Nobody knows for certain how much revenue such a tax would raise.
When the Treasury Department did an analysis in 2005, it estimated the annual revenue at $1.39 billion, while Congress's Joint Committee on Taxation estimated $1.30 billion.
The Tax Foundation, in a study funded by the Independent Community Bankers of America, concluded during that same year that that the annual revenues from such a tax could be as high as $3 billion.
Of course, credit unions already do pay taxes on certain transactions, such as the UBIT levied on certain products sold by state-chartered credit unions.
Credit unions contend that having their income exempt from income taxes allows them to serve underserved communities that are often overlooked by other financial institutions. That has been their major argument whenever the issue is raised on Capitol Hill or among regulators.
Taxing credit unions hasn't been a major source of discussion since a 2005 hearing of the House Ways and Means Committee and ultimately there was no action taken.
However, to quote the sage philosopher and noted financial expert Bob Dylan, "The times, they are a-changin'."

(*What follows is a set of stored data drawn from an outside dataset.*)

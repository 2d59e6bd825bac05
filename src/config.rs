//! Runtime configuration selection and connection-string merging

use crate::document::{escape, DocumentError, XmlDocument};
use crate::error::{MigrateError, Result};
use std::collections::HashSet;
use std::fs;
use std::io;
use std::path::{Path, PathBuf};
use thiserror::Error;

pub const HOSTING_CONFIG: &str = "Web.config";
pub const EXECUTION_CONFIG: &str = "app.config";

const EMPTY_EXECUTION_CONFIG: &str = r#"<?xml version="1.0" encoding="utf-8"?>
<configuration>
  <connectionStrings>
  </connectionStrings>
</configuration>
"#;

#[derive(Debug, Clone, Copy, PartialEq, Eq)]
pub enum ConfigKind {
    /// Web-hosting style (`Web.config`)
    Hosting,
    /// Plain execution style (`app.config`)
    Execution,
}

impl ConfigKind {
    pub fn of(path: &Path) -> Self {
        let is_hosting = path
            .file_name()
            .map(|name| name.to_string_lossy().eq_ignore_ascii_case(HOSTING_CONFIG))
            .unwrap_or(false);
        if is_hosting {
            ConfigKind::Hosting
        } else {
            ConfigKind::Execution
        }
    }
}

#[derive(Debug, Clone, PartialEq, Eq)]
pub struct ConnectionString {
    pub name: String,
    pub connection_string: String,
    pub provider_name: Option<String>,
}

#[derive(Debug, Clone)]
pub struct RuntimeConfiguration {
    pub path: PathBuf,
    pub kind: ConfigKind,
    pub connection_strings: Vec<ConnectionString>,
}

impl RuntimeConfiguration {
    pub fn connection(&self, name: &str) -> Option<&ConnectionString> {
        self.connection_strings
            .iter()
            .find(|cs| cs.name.eq_ignore_ascii_case(name))
    }
}

/// Which side of a merge could not be parsed
#[derive(Error, Debug)]
pub enum MergeError {
    #[error("hosting configuration: {0}")]
    Hosting(DocumentError),

    #[error("execution configuration: {0}")]
    Execution(DocumentError),
}

/// Result of merging hosting-level entries into an execution-level document
#[derive(Debug, Clone)]
pub struct MergedConfiguration {
    pub document: String,
    pub added: Vec<String>,
    pub skipped: Vec<String>,
}

#[derive(Debug)]
pub struct ConfigurationResolver {
    root: PathBuf,
}

impl ConfigurationResolver {
    pub fn new(root: impl Into<PathBuf>) -> Self {
        Self { root: root.into() }
    }

    /// Pick the configuration file the engine reads connection strings from
    pub fn resolve(&self, explicit: Option<&Path>) -> Result<RuntimeConfiguration> {
        let path = match explicit {
            Some(path) => self.root.join(path),
            None => {
                let hosting = self.root.join(HOSTING_CONFIG);
                if hosting.is_file() {
                    hosting
                } else {
                    self.root.join(EXECUTION_CONFIG)
                }
            }
        };

        let kind = ConfigKind::of(&path);
        log::debug!("Runtime configuration: {} ({:?})", path.display(), kind);
        Ok(RuntimeConfiguration {
            connection_strings: load_connection_strings(&path)?,
            path,
            kind,
        })
    }

    /// Copy connection strings the execution config lacks from a hosting config
    ///
    /// Entries already present in the execution config are kept as they are.
    pub fn merge_into_execution(
        &self,
        hosting: &RuntimeConfiguration,
    ) -> Result<RuntimeConfiguration> {
        let target = self.root.join(EXECUTION_CONFIG);
        let hosting_text = read_config(&hosting.path)?;
        let execution_text = if target.is_file() {
            Some(read_config(&target)?)
        } else {
            None
        };

        let merged = merge_connection_strings(&hosting_text, execution_text.as_deref())
            .map_err(|e| match e {
                MergeError::Hosting(e) => malformed(&hosting.path, e),
                MergeError::Execution(e) => malformed(&target, e),
            })?;

        for name in &merged.skipped {
            log::debug!("Keeping existing connection string '{}'", name);
        }

        if merged.added.is_empty() {
            log::info!("{} already has every connection string", target.display());
        } else {
            fs::write(&target, &merged.document).map_err(|source| {
                MigrateError::ConfigurationMergeConflict {
                    path: target.clone(),
                    source,
                }
            })?;
            log::info!(
                "Copied connection strings {} into {}",
                merged.added.join(", "),
                target.display()
            );
        }

        let doc = XmlDocument::parse(&merged.document).map_err(|e| malformed(&target, e))?;
        Ok(RuntimeConfiguration {
            path: target,
            kind: ConfigKind::Execution,
            connection_strings: read_connection_strings(&doc),
        })
    }
}

/// Connection strings declared in a configuration file; none if it is missing
pub fn load_connection_strings(path: &Path) -> Result<Vec<ConnectionString>> {
    if !path.is_file() {
        return Ok(Vec::new());
    }
    let doc = XmlDocument::load(path)?.map_err(|e| malformed(path, e))?;
    Ok(read_connection_strings(&doc))
}

pub fn read_connection_strings(doc: &XmlDocument) -> Vec<ConnectionString> {
    doc.children_named(doc.root(), "connectionStrings")
        .flat_map(|section| doc.children_named(section, "add"))
        .filter_map(|add| {
            let el = doc.element(add);
            Some(ConnectionString {
                name: el.attribute("name")?.to_string(),
                connection_string: el.attribute("connectionString").unwrap_or_default().to_string(),
                provider_name: el.attribute("providerName").map(str::to_string),
            })
        })
        .collect()
}

/// Append every hosting entry whose name the execution document lacks
///
/// Pure: the caller decides whether and where to persist `document`.
pub fn merge_connection_strings(
    hosting: &str,
    execution: Option<&str>,
) -> std::result::Result<MergedConfiguration, MergeError> {
    let incoming = read_connection_strings(&XmlDocument::parse(hosting).map_err(MergeError::Hosting)?);
    let target = XmlDocument::parse(execution.unwrap_or(EMPTY_EXECUTION_CONFIG))
        .map_err(MergeError::Execution)?;

    let mut known: HashSet<String> = read_connection_strings(&target)
        .into_iter()
        .map(|cs| cs.name.to_lowercase())
        .collect();

    let mut added = Vec::new();
    let mut skipped = Vec::new();
    let mut lines = Vec::new();
    for cs in incoming {
        if known.insert(cs.name.to_lowercase()) {
            lines.push(render_add(&cs));
            added.push(cs.name);
        } else {
            skipped.push(cs.name);
        }
    }

    let document = if lines.is_empty() {
        target.contents()
    } else {
        match target.children_named(target.root(), "connectionStrings").next() {
            Some(section) => target.append_child(section, &lines.join("\n")),
            None => {
                let unit = target.indent_unit();
                let body: Vec<String> = lines.iter().map(|line| format!("{}{}", unit, line)).collect();
                target.append_child(
                    target.root(),
                    &format!("<connectionStrings>\n{}\n</connectionStrings>", body.join("\n")),
                )
            }
        }
    };

    Ok(MergedConfiguration {
        document,
        added,
        skipped,
    })
}

fn read_config(path: &Path) -> Result<String> {
    fs::read_to_string(path).map_err(|e| {
        if e.kind() == io::ErrorKind::InvalidData {
            malformed(path, DocumentError::from(e))
        } else {
            MigrateError::Io(e)
        }
    })
}

fn render_add(cs: &ConnectionString) -> String {
    let mut line = format!(
        "<add name=\"{}\" connectionString=\"{}\"",
        escape(&cs.name),
        escape(&cs.connection_string)
    );
    if let Some(provider) = &cs.provider_name {
        line.push_str(&format!(" providerName=\"{}\"", escape(provider)));
    }
    line.push_str(" />");
    line
}

fn malformed(path: &Path, err: DocumentError) -> MigrateError {
    MigrateError::MalformedConfiguration {
        path: path.to_path_buf(),
        message: err.to_string(),
    }
}

#[cfg(test)]
mod tests {
    use super::*;
    use tempfile::TempDir;

    const WEB_CONFIG: &str = r#"<?xml version="1.0" encoding="utf-8"?>
<configuration>
  <connectionStrings>
    <add name="Default" connectionString="Server=web;Database=App" providerName="System.Data.SqlClient" />
    <add name="Audit" connectionString="Server=web;Database=Audit &amp; Log" providerName="System.Data.SqlClient" />
  </connectionStrings>
  <system.web />
</configuration>
"#;

    const APP_CONFIG: &str = r#"<?xml version="1.0" encoding="utf-8"?>
<configuration>
  <!-- local override -->
  <connectionStrings>
    <add name="Default" connectionString="Server=local;Database=App" />
  </connectionStrings>
</configuration>
"#;

    #[test]
    fn test_prefers_hosting_config() {
        let dir = TempDir::new().unwrap();
        fs::write(dir.path().join(HOSTING_CONFIG), WEB_CONFIG).unwrap();
        fs::write(dir.path().join(EXECUTION_CONFIG), APP_CONFIG).unwrap();

        let resolved = ConfigurationResolver::new(dir.path()).resolve(None).unwrap();
        assert_eq!(resolved.path, dir.path().join(HOSTING_CONFIG));
        assert_eq!(resolved.kind, ConfigKind::Hosting);
        assert_eq!(resolved.connection_strings.len(), 2);
        assert_eq!(
            resolved.connection("audit").unwrap().connection_string,
            "Server=web;Database=Audit & Log"
        );
    }

    #[test]
    fn test_falls_back_to_execution_config_even_when_absent() {
        let dir = TempDir::new().unwrap();
        let resolved = ConfigurationResolver::new(dir.path()).resolve(None).unwrap();
        assert_eq!(resolved.path, dir.path().join(EXECUTION_CONFIG));
        assert_eq!(resolved.kind, ConfigKind::Execution);
        assert!(resolved.connection_strings.is_empty());
    }

    #[test]
    fn test_explicit_path_is_relative_to_root() {
        let dir = TempDir::new().unwrap();
        let resolved = ConfigurationResolver::new(dir.path())
            .resolve(Some(Path::new("config/web.config")))
            .unwrap();
        assert_eq!(resolved.path, dir.path().join("config/web.config"));
        assert_eq!(resolved.kind, ConfigKind::Hosting);
    }

    #[test]
    fn test_merge_never_overwrites_existing_names() {
        let merged = merge_connection_strings(WEB_CONFIG, Some(APP_CONFIG)).unwrap();
        assert_eq!(merged.added, vec!["Audit"]);
        assert_eq!(merged.skipped, vec!["Default"]);

        let doc = XmlDocument::parse(&merged.document).unwrap();
        let entries = read_connection_strings(&doc);
        assert_eq!(entries.len(), 2);
        assert_eq!(entries[0].connection_string, "Server=local;Database=App");
        assert_eq!(entries[1].connection_string, "Server=web;Database=Audit & Log");
        assert!(merged.document.contains("<!-- local override -->"));
    }

    #[test]
    fn test_merge_without_new_names_leaves_document_unchanged() {
        let merged = merge_connection_strings(APP_CONFIG, Some(APP_CONFIG)).unwrap();
        assert!(merged.added.is_empty());
        assert_eq!(merged.document, APP_CONFIG);
    }

    #[test]
    fn test_merge_creates_missing_section() {
        let merged = merge_connection_strings(
            WEB_CONFIG,
            Some("<configuration>\n  <appSettings />\n</configuration>\n"),
        )
        .unwrap();
        let doc = XmlDocument::parse(&merged.document).unwrap();
        assert_eq!(read_connection_strings(&doc).len(), 2);
        assert!(merged.document.contains("<appSettings />"));
    }

    #[test]
    fn test_new_section_follows_document_indentation() {
        let merged = merge_connection_strings(
            WEB_CONFIG,
            Some("<configuration>\n\t<appSettings />\n</configuration>\n"),
        )
        .unwrap();
        assert!(merged
            .document
            .contains("\t<appSettings />\n\t<connectionStrings>\n\t\t<add name=\"Default\""));
        assert!(merged.document.ends_with("\t</connectionStrings>\n</configuration>\n"));
    }

    #[test]
    fn test_broken_execution_config_is_reported_by_its_own_path() {
        let dir = TempDir::new().unwrap();
        fs::write(dir.path().join(HOSTING_CONFIG), WEB_CONFIG).unwrap();
        fs::write(
            dir.path().join(EXECUTION_CONFIG),
            "<configuration><connectionStrings></configuration>",
        )
        .unwrap();
        let resolver = ConfigurationResolver::new(dir.path());

        let hosting = resolver.resolve(None).unwrap();
        match resolver.merge_into_execution(&hosting).unwrap_err() {
            MigrateError::MalformedConfiguration { path, .. } => {
                assert_eq!(path, dir.path().join(EXECUTION_CONFIG));
            }
            other => panic!("unexpected error: {:?}", other),
        }
    }

    #[test]
    fn test_non_utf8_config_is_malformed() {
        let dir = TempDir::new().unwrap();
        fs::write(dir.path().join(EXECUTION_CONFIG), b"<configuration>\xff\xfe</configuration>").unwrap();
        let err = ConfigurationResolver::new(dir.path()).resolve(None).unwrap_err();
        assert_eq!(err.kind(), "MalformedConfiguration");
    }

    #[test]
    fn test_merge_into_missing_execution_file() {
        let dir = TempDir::new().unwrap();
        fs::write(dir.path().join(HOSTING_CONFIG), WEB_CONFIG).unwrap();
        let resolver = ConfigurationResolver::new(dir.path());

        let hosting = resolver.resolve(None).unwrap();
        let execution = resolver.merge_into_execution(&hosting).unwrap();

        assert_eq!(execution.path, dir.path().join(EXECUTION_CONFIG));
        assert_eq!(execution.connection_strings, hosting.connection_strings);
        assert!(dir.path().join(EXECUTION_CONFIG).is_file());
    }

    #[cfg(unix)]
    #[test]
    fn test_failed_write_is_a_merge_conflict() {
        let dir = TempDir::new().unwrap();
        fs::write(dir.path().join(HOSTING_CONFIG), WEB_CONFIG).unwrap();
        // a directory where the file should go makes the write fail
        fs::create_dir(dir.path().join(EXECUTION_CONFIG)).unwrap();
        let resolver = ConfigurationResolver::new(dir.path());

        let hosting = resolver.resolve(None).unwrap();
        let err = resolver.merge_into_execution(&hosting).unwrap_err();
        assert!(matches!(err, MigrateError::ConfigurationMergeConflict { .. }));
    }
}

Part of the problem credit unions face is that, rightly or wrongly, banks have successfully portrayed them as being no different than banks, except with a tax-exempt status.
Even supporters such as Senate Banking Committee Chairman Christopher Dodd (D-Conn.) have expressed concern that credit unions were engaging in "mission creep."
Banks therefore argue if it looks like a proverbial duck, walks like a duck, and quacks like a duck, it's a duck.
In addition, when credit unions ask to offer more services, such as raising the cap on member business loans, this could have the effect of blurring the distinction between banks and credit unions. It is as if they want to be like banks in some ways, yet still be distinct.
Bert Ely, an Alexandria, Va.-based financial services consultant, puts it more colorfully.
"Credit unions want to have their cake and eat it too. With some pie on the side, maybe a la mode," he said.
In response to a question from Rep. Brad Sherman (D-Calif.) last February, Federal Reserve Chairman Ben S. Bernanke said because of credit unions' tax-exempt status, "the banks would complain, obviously, that if credit unions are allowed to do everything banks can do, why are they tax favored? I think that's the trade-off Congress has to consider."
In addition, the problems of the corporate credit unions, which required a loan from the U.S. Treasury and a hefty annual assessment to be paid by credit unions through 2021, have provided fodder to the banking lobby. Those trade associations are on a never-ending quest to tax credit unions and push for other steps to limit their growth.
While credit unions and the NCUA are rightly noting that this isn't a bailout and that the industry is solving its own problems, the battle for public perception may be an uphill one.
Ely noted that the NCUA's actions, coupled with the severe capital shortages facing some credit unions that could trigger more conversions to mutual banks, could weaken credit unions' position in the tax fight.
The Independent Community Bankers of America already smells blood. Earlier this month, it wrote Treasury Secretary Timothy Geithner that the NCUA's rescue plan for the corporates should "cast doubt on the wisdom and the fairness of their [credit unions'] tax-exempt status."
CUNA and NAFCU quickly responded by noting that it wasn't a bailout and criticizing banks for taking TARP money.
CUNA President/CEO Bill Cheney noted that the tax exemption guarantees that consumers have a choice beyond commercial banks and wrote Geithner that it is "one of the highest yielding investments the government has made."
NAFCU Executive Vice President Dan Berger wrote that the government should examine the tax-exempt status of banks that are subchapter S corporations "that continue to drink at the trough of TARP and the American taxpayer."
The fight is reminiscent of one combatant in a sandbox fight telling the teacher, "He hit me first." After that, the other child replies, "Did not." Then the first one retorts, "Did too."
That may be what the battle over credit union taxation will look like.
Let the sand throwing and name calling begin.